Open perrygeo opened 8 years ago
+1 on this.
would be interested in seeing a performance comparison of your proof-of-concept with a similar implementation in R's raster package (see extract function with weights option. note: R implementation uses the weights to adjust values when calculating mean, not as a selection mechanism)
i went ahead and used your proof-of-concept to replicate the functionality of the R package. initial testing produced identical results and was about 7.5x faster than R.
https://github.com/sgoodm/python-rasterstats/tree/cell-weights
@sgoodm Very interesting. I don't have time to take a detailed look this week but I hope to check this out soon. Thanks for moving this forward!
+1 I've been hacking my own solution for this and a bit surprised that there doesn't seem to be a good standard solution for computing pixel weights efficiently.
Improved original method for calculating percent coverage of cells. Instead of using cell bounding box intersections, it now rasterizes features at a finer resolution than raster source (this scale can be provided as optional input arg) then aggregates back to raster resolution to estimate percent coverage. Quite a bit faster at reasonable scales (default scale value is 10, or 1 order of magnitude finer resolution than raster).
You can use this to get weighted stats by specifying them as additional values in the stats arg (eg, "weighted_mean" - weighted variants exist for mean, count and sum). One caveat of this is when a weighted stat is detected, all_touched=True must be automatically added (warning given if all_touched is not given as true when providing weighted stat). Note: I'm not sure having to specify these as separate stats is the best way to do this for users
In addition to using this for weighted stats, it should be fairly easy to adapt this into another option for cell selection based on percent coverage (original reason for this issue). Would just need to create a second mask using an input val.
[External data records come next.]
//! Connection settings for a single n8n instance.

use std::fmt;
use std::time::Duration;

use crate::error::CoreError;

/// Env var holding the n8n API key.
pub const ENV_TOKEN: &str = "N8N_API_TOKEN";

/// Env var holding the workflow endpoint URL.
pub const ENV_URL: &str = "N8N_URL";

/// Env var overriding the per-request timeout.
pub const ENV_REQUEST_TIMEOUT_SECS: &str = "N8N_REQUEST_TIMEOUT_SECS";

/// Default per-request timeout applied to every call.
pub const DEFAULT_REQUEST_TIMEOUT_SECS: u64 = 30;

/// Token and endpoint used to address and authenticate every call.
///
/// Built once, then shared read-only. Construction accepts any strings,
/// empty ones included; call [`validate`](Self::validate) to opt into
/// stricter checks.
#[derive(Clone, PartialEq, Eq)]
pub struct ClientConfig {
    token: String,
    base_url: String,
    request_timeout: Duration,
}

impl ClientConfig {
    /// Create a configuration with the default request timeout.
    ///
    /// * `token`    - value sent in the `X-N8N-API-KEY` header.
    /// * `base_url` - workflow collection URL, e.g. `https://host/api/v1/workflows`.
    pub fn new(token: impl Into<String>, base_url: impl Into<String>) -> Self {
        Self {
            token: token.into(),
            base_url: base_url.into(),
            request_timeout: Duration::from_secs(DEFAULT_REQUEST_TIMEOUT_SECS),
        }
    }

    /// Replace the per-request timeout.
    pub fn with_request_timeout(mut self, timeout: Duration) -> Self {
        self.request_timeout = timeout;
        self
    }

    /// Load configuration from environment variables.
    ///
    /// | Env Var                    | Default |
    /// |----------------------------|---------|
    /// | `N8N_API_TOKEN`            | --      |
    /// | `N8N_URL`                  | --      |
    /// | `N8N_REQUEST_TIMEOUT_SECS` | `30`    |
    pub fn from_env() -> Result<Self, CoreError> {
        Self::from_lookup(|key| std::env::var(key).ok())
    }

    /// Same as [`from_env`](Self::from_env) but reads values through `lookup`.
    pub fn from_lookup<F>(lookup: F) -> Result<Self, CoreError>
    where
        F: Fn(&str) -> Option<String>,
    {
        let token = lookup(ENV_TOKEN)
            .ok_or_else(|| CoreError::Config(format!("{ENV_TOKEN} must be set")))?;
        let base_url =
            lookup(ENV_URL).ok_or_else(|| CoreError::Config(format!("{ENV_URL} must be set")))?;

        let timeout_secs = match lookup(ENV_REQUEST_TIMEOUT_SECS) {
            Some(raw) => match raw.trim().parse::<u64>() {
                Ok(secs) if secs > 0 => secs,
                _ => {
                    return Err(CoreError::Config(format!(
                        "{ENV_REQUEST_TIMEOUT_SECS} must be a positive integer, got {raw:?}"
                    )))
                }
            },
            None => DEFAULT_REQUEST_TIMEOUT_SECS,
        };

        Ok(Self::new(token, base_url).with_request_timeout(Duration::from_secs(timeout_secs)))
    }

    /// Reject an empty token, a zero timeout, an empty URL, or a URL that
    /// is not absolute `http`/`https`.
    pub fn validate(&self) -> Result<(), CoreError> {
        if self.token.trim().is_empty() {
            return Err(CoreError::Validation("token must not be empty".into()));
        }
        if self.request_timeout.is_zero() {
            return Err(CoreError::Validation("request timeout must be non-zero".into()));
        }
        if self.base_url.trim().is_empty() {
            return Err(CoreError::Validation("url must not be empty".into()));
        }

        let parsed = url::Url::parse(&self.base_url)
            .map_err(|e| CoreError::Validation(format!("url {:?} is invalid: {e}", self.base_url)))?;

        match parsed.scheme() {
            "http" | "https" => Ok(()),
            other => Err(CoreError::Validation(format!(
                "url scheme must be http or https, got {other:?}"
            ))),
        }
    }

    pub fn token(&self) -> &str {
        &self.token
    }

    pub fn base_url(&self) -> &str {
        &self.base_url
    }

    pub fn request_timeout(&self) -> Duration {
        self.request_timeout
    }
}

impl fmt::Debug for ClientConfig {
    fn fmt(&self, f: &mut fmt::Formatter<'_>) -> fmt::Result {
        f.debug_struct("ClientConfig")
            .field("token", &"<redacted>")
            .field("base_url", &self.base_url)
            .field("request_timeout", &self.request_timeout)
            .finish()
    }
}

// ---------------------------------------------------------------------------
// Tests
// ---------------------------------------------------------------------------
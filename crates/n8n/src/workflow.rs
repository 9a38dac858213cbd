//! Workflow lifecycle trait implemented by the REST client.

use async_trait::async_trait;
use opaasn8n_core::types::{WorkflowHandle, WorkflowSpec};

use crate::api::{N8nApi, N8nApiError};

/// Create and delete workflows on a remote n8n instance.
///
/// There is no read or update: a changed definition means deleting the
/// old workflow and creating a new one.
#[async_trait]
pub trait WorkflowApi: Send + Sync {
    async fn create_workflow(&self, spec: &WorkflowSpec) -> Result<WorkflowHandle, N8nApiError>;

    async fn delete_workflow(&self, handle: &WorkflowHandle) -> Result<(), N8nApiError>;
}

#[async_trait]
impl WorkflowApi for N8nApi {
    async fn create_workflow(&self, spec: &WorkflowSpec) -> Result<WorkflowHandle, N8nApiError> {
        N8nApi::create_workflow(self, spec).await
    }

    async fn delete_workflow(&self, handle: &WorkflowHandle) -> Result<(), N8nApiError> {
        N8nApi::delete_workflow(self, handle).await
    }
}
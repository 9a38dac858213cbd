#[derive(Debug, thiserror::Error)]
pub enum CoreError {
    #[error("Configuration error: {0}")]
    Config(String),

    #[error("Validation failed: {0}")]
    Validation(String),
}
//! `opaasn8n` command-line front end.
//!
//! Argument parsing and command dispatch live here so integration tests
//! can drive them; `main.rs` only sets up logging and the runtime.

use std::io::Write;
use std::path::PathBuf;
use std::time::Duration;

use anyhow::Context;
use clap::{Args, Parser, Subcommand};

use opaasn8n_client::N8nApi;
use opaasn8n_core::config::{
    ClientConfig, DEFAULT_REQUEST_TIMEOUT_SECS, ENV_REQUEST_TIMEOUT_SECS, ENV_TOKEN, ENV_URL,
};
use opaasn8n_core::types::{WorkflowHandle, WorkflowSpec};

/// Create and delete n8n workflows
#[derive(Debug, Parser)]
#[command(name = "opaasn8n", version, about = "Create and delete n8n workflows")]
pub struct Cli {
    /// n8n API key, sent as X-N8N-API-KEY
    #[arg(long, env = ENV_TOKEN, hide_env_values = true)]
    pub token: String,

    /// Workflow collection URL, e.g. https://n8n.example.com/api/v1/workflows
    #[arg(long, env = ENV_URL)]
    pub url: String,

    /// Per-request timeout in seconds
    #[arg(
        long,
        env = ENV_REQUEST_TIMEOUT_SECS,
        default_value_t = DEFAULT_REQUEST_TIMEOUT_SECS,
        value_parser = clap::value_parser!(u64).range(1..)
    )]
    pub timeout_secs: u64,

    /// Reject an empty token or a malformed URL before sending anything
    #[arg(long)]
    pub strict: bool,

    #[command(subcommand)]
    pub command: Command,
}

#[derive(Debug, Subcommand)]
pub enum Command {
    /// Create a workflow and print its id
    Create {
        #[command(flatten)]
        source: DefinitionSource,

        /// Print `{"id": ...}` instead of the bare id
        #[arg(long)]
        json: bool,
    },

    /// Delete a workflow by id
    Delete {
        /// Workflow id returned by `create`
        id: String,
    },
}

/// Where the workflow definition comes from.
#[derive(Debug, Args)]
#[group(required = true, multiple = false)]
pub struct DefinitionSource {
    /// Workflow definition given inline
    #[arg(long)]
    pub workflow: Option<String>,

    /// File containing the workflow definition
    #[arg(long)]
    pub file: Option<PathBuf>,
}

impl DefinitionSource {
    pub fn load(&self) -> anyhow::Result<String> {
        match (&self.workflow, &self.file) {
            (Some(inline), _) => Ok(inline.clone()),
            (None, Some(path)) => std::fs::read_to_string(path)
                .with_context(|| format!("Failed to read workflow file {}", path.display())),
            (None, None) => anyhow::bail!("Either --workflow or --file is required"),
        }
    }
}

impl Cli {
    pub fn client_config(&self) -> ClientConfig {
        ClientConfig::new(self.token.clone(), self.url.clone())
            .with_request_timeout(Duration::from_secs(self.timeout_secs))
    }
}

/// Execute the parsed command, writing user-facing output to `out`.
pub async fn run<W: Write>(cli: Cli, out: &mut W) -> anyhow::Result<()> {
    let config = cli.client_config();
    if cli.strict {
        config.validate().context("Invalid configuration")?;
    }

    let api = N8nApi::new(&config)?;

    match cli.command {
        Command::Create { source, json } => {
            let definition = source.load()?;
            let handle = api
                .create_workflow(&WorkflowSpec::new(definition))
                .await
                .context("Failed to create workflow")?;

            tracing::info!(workflow_id = %handle.id, "Workflow created");

            if json {
                writeln!(out, "{}", serde_json::json!({ "id": handle.id }))?;
            } else {
                writeln!(out, "{handle}")?;
            }
        }
        Command::Delete { id } => {
            api.delete_workflow(&WorkflowHandle::new(id.clone()))
                .await
                .with_context(|| format!("Failed to delete workflow {id}"))?;

            tracing::info!(workflow_id = %id, "Workflow deleted");
        }
    }

    Ok(())
}

#[cfg(test)]
mod tests {
    use super::*;

    fn parse(args: &[&str]) -> Result<Cli, clap::Error> {
        let mut full = vec!["opaasn8n", "--token", "t", "--url", "http://localhost"];
        full.extend_from_slice(args);
        Cli::try_parse_from(full)
    }

    #[test]
    fn parses_create_inline() {
        let cli = parse(&["create", "--workflow", "{}"]).unwrap();
        match cli.command {
            Command::Create { source, json } => {
                assert_eq!(source.load().unwrap(), "{}");
                assert!(!json);
            }
            other => panic!("unexpected command: {other:?}"),
        }
    }

    #[test]
    fn create_requires_a_source() {
        assert!(parse(&["create"]).is_err());
    }

    #[test]
    fn create_rejects_both_sources() {
        assert!(parse(&["create", "--workflow", "{}", "--file", "wf.json"]).is_err());
    }

    #[test]
    fn parses_delete() {
        let cli = parse(&["--timeout-secs", "7", "delete", "abc123"]).unwrap();
        assert_eq!(cli.client_config().request_timeout(), Duration::from_secs(7));
        match cli.command {
            Command::Delete { id } => assert_eq!(id, "abc123"),
            other => panic!("unexpected command: {other:?}"),
        }
    }

    #[test]
    fn rejects_zero_timeout() {
        assert!(parse(&["--timeout-secs", "0", "delete", "abc123"]).is_err());
    }

    #[test]
    fn missing_file_has_context() {
        let source = DefinitionSource {
            workflow: None,
            file: Some(PathBuf::from("/definitely/not/here.json")),
        };
        let err = source.load().unwrap_err();
        assert!(err.to_string().contains("Failed to read workflow file"));
    }

    #[tokio::test]
    async fn strict_rejects_empty_token() {
        let cli = Cli::try_parse_from([
            "opaasn8n", "--token", "", "--url", "http://localhost", "--strict", "delete", "x",
        ])
        .unwrap();

        let mut out = Vec::new();
        let err = run(cli, &mut out).await.unwrap_err();
        assert!(err.to_string().contains("Invalid configuration"));
        assert!(out.is_empty());
    }
}
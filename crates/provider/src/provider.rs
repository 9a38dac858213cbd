//! Provider metadata, configuration, and resource registry.

use std::sync::Arc;
use std::time::Duration;

use opaasn8n_client::{N8nApi, WorkflowApi};
use opaasn8n_core::config::ClientConfig;
use serde::{Deserialize, Serialize};

use crate::diagnostics::{Diagnostic, Diagnostics};
use crate::resource::{Resource, WorkflowResource};
use crate::schema::{Attribute, Schema};

/// Type name every resource of this provider is prefixed with.
pub const PROVIDER_TYPE_NAME: &str = "opaasn8n";

#[derive(Debug, Clone, PartialEq, Eq)]
pub struct ProviderMetadata {
    pub type_name: String,
    pub version: String,
}

/// Provider block as written by the user. Missing values are `None`.
#[derive(Debug, Clone, Default, PartialEq, Eq, Serialize, Deserialize)]
pub struct ProviderConfig {
    pub token: Option<String>,
    pub url: Option<String>,
    /// Per-request timeout. Falls back to the client default when unset.
    #[serde(default)]
    pub request_timeout_secs: Option<u64>,
}

/// Unconfigured provider.
///
/// `version` is the release version, `"dev"` for local builds and
/// `"test"` under tests.
#[derive(Debug, Clone)]
pub struct Provider {
    version: String,
}

impl Provider {
    pub fn new(version: impl Into<String>) -> Self {
        Self {
            version: version.into(),
        }
    }

    pub fn metadata(&self) -> ProviderMetadata {
        ProviderMetadata {
            type_name: PROVIDER_TYPE_NAME.to_string(),
            version: self.version.clone(),
        }
    }

    pub fn schema(&self) -> Schema {
        Schema::new(vec![
            Attribute::required_string("token", "n8n API key sent as X-N8N-API-KEY.").sensitive(),
            Attribute::required_string("url", "n8n workflow collection URL."),
        ])
    }

    /// Check the provider block and build the one client every resource
    /// shares.
    ///
    /// Each missing required attribute yields its own diagnostic. Empty
    /// strings are accepted.
    pub fn configure(&self, config: ProviderConfig) -> Result<ConfiguredProvider, Diagnostics> {
        let mut diags = Diagnostics::new();

        if config.token.is_none() {
            diags.push(
                Diagnostic::error("Missing n8n API token", "The provider requires `token`.")
                    .with_attribute("token"),
            );
        }
        if config.url.is_none() {
            diags.push(
                Diagnostic::error("Missing n8n URL", "The provider requires `url`.")
                    .with_attribute("url"),
            );
        }

        if config.request_timeout_secs == Some(0) {
            diags.push(
                Diagnostic::error(
                    "Invalid request timeout",
                    "`request_timeout_secs` must be at least 1.",
                )
                .with_attribute("request_timeout_secs"),
            );
        }

        let (Some(token), Some(url)) = (config.token, config.url) else {
            return Err(diags);
        };

        if diags.has_error() {
            return Err(diags);
        }

        let mut client_config = ClientConfig::new(token, url);
        if let Some(secs) = config.request_timeout_secs {
            client_config = client_config.with_request_timeout(Duration::from_secs(secs));
        }

        let api = N8nApi::new(&client_config).map_err(|e| {
            Diagnostics::from(Diagnostic::error("Cannot build HTTP client", e.to_string()))
        })?;

        tracing::info!(
            version = %self.version,
            url = %client_config.base_url(),
            "Configured n8n provider",
        );

        Ok(ConfiguredProvider::with_client(Arc::new(api)))
    }
}

/// Provider after configuration, holding the shared client.
#[derive(Clone)]
pub struct ConfiguredProvider {
    client: Arc<dyn WorkflowApi>,
}

impl ConfiguredProvider {
    /// Wrap an already-built client, e.g. a test double.
    pub fn with_client(client: Arc<dyn WorkflowApi>) -> Self {
        Self { client }
    }

    pub fn client(&self) -> Arc<dyn WorkflowApi> {
        Arc::clone(&self.client)
    }

    /// Resource type names this provider manages.
    pub fn resources(&self) -> Vec<String> {
        vec![WorkflowResource::new().type_name(PROVIDER_TYPE_NAME)]
    }

    /// Data source type names. There are none.
    pub fn data_sources(&self) -> Vec<String> {
        Vec::new()
    }

    /// A workflow resource sharing this provider's client.
    pub fn workflow_resource(&self) -> WorkflowResource {
        WorkflowResource::with_client(self.client())
    }
}

impl std::fmt::Debug for ConfiguredProvider {
    fn fmt(&self, f: &mut std::fmt::Formatter<'_>) -> std::fmt::Result {
        f.debug_struct("ConfiguredProvider").finish_non_exhaustive()
    }
}
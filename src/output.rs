use csv::WriterBuilder;
use std::{
    fmt, fs,
    io::{self, Write},
    path::PathBuf,
};
use tracing::info;

use crate::{
    error::{Result, SlcspError},
    money::format_rate,
    resolve::ResolvedTarget,
    targets::TargetTable,
};

/// Where the completed table goes.
#[derive(Debug, Clone, PartialEq, Eq)]
pub enum Destination {
    Stdout,
    File(PathBuf),
}

impl fmt::Display for Destination {
    fn fmt(&self, f: &mut fmt::Formatter<'_>) -> fmt::Result {
        match self {
            Destination::Stdout => f.write_str("stdout"),
            Destination::File(p) => write!(f, "{}", p.display()),
        }
    }
}

/// Render the targets table with the rate column replaced by `resolved`.
/// `resolved` must be in the same order as `table.rows`.
pub fn render(
    table: &TargetTable,
    resolved: &[ResolvedTarget],
    delimiter: u8,
) -> io::Result<Vec<u8>> {
    debug_assert_eq!(table.len(), resolved.len());
    let rate_column = table.rate_column();

    let mut wtr = WriterBuilder::new()
        .delimiter(delimiter)
        .from_writer(Vec::new());
    wtr.write_record(&table.headers)?;

    for (row, target) in table.rows.iter().zip(resolved) {
        let rate = target.rate.map(format_rate).unwrap_or_default();
        wtr.write_record(row.iter().enumerate().map(|(i, field)| {
            if i == rate_column {
                rate.as_str()
            } else {
                field
            }
        }))?;
    }

    wtr.into_inner().map_err(|e| e.into_error())
}

/// Render the whole table first, then hand it over in one write.
pub fn write_output(
    table: &TargetTable,
    resolved: &[ResolvedTarget],
    delimiter: u8,
    destination: &Destination,
) -> Result<()> {
    let to_write_error = |source| SlcspError::Write {
        destination: destination.to_string(),
        source,
    };

    let bytes = render(table, resolved, delimiter).map_err(to_write_error)?;
    match destination {
        Destination::Stdout => {
            let mut out = io::stdout().lock();
            out.write_all(&bytes)
                .and_then(|_| out.flush())
                .map_err(to_write_error)?;
        }
        Destination::File(path) => fs::write(path, &bytes).map_err(to_write_error)?,
    }

    info!(rows = resolved.len(), %destination, "wrote output");
    Ok(())
}
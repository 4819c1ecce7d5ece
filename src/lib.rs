pub mod error;
pub mod money;
pub mod output;
pub mod pipeline;
pub mod plans;
pub mod resolve;
pub mod table;
pub mod targets;
pub mod zips;

pub use error::{ErrorKind, Result, SlcspError};
pub use pipeline::{run, PipelineConfig, RunSummary};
https://github.com/sgoodm/python-rasterstats/tree/cell-weights
PR #136 for latest on this
In addition to all_touched vs centroid, there's the possibility of using a partial pixel coverage to e.g. select cells with > X% overlap.
See the discussion at mapbox/rasterio#232 and a proof-of-concept implementation
The core functionality of calculating pixel weights probably belongs in GDAL or rasterio but could also live here I suppose. This lib would just use the result to threshold pixels above a specified percentage.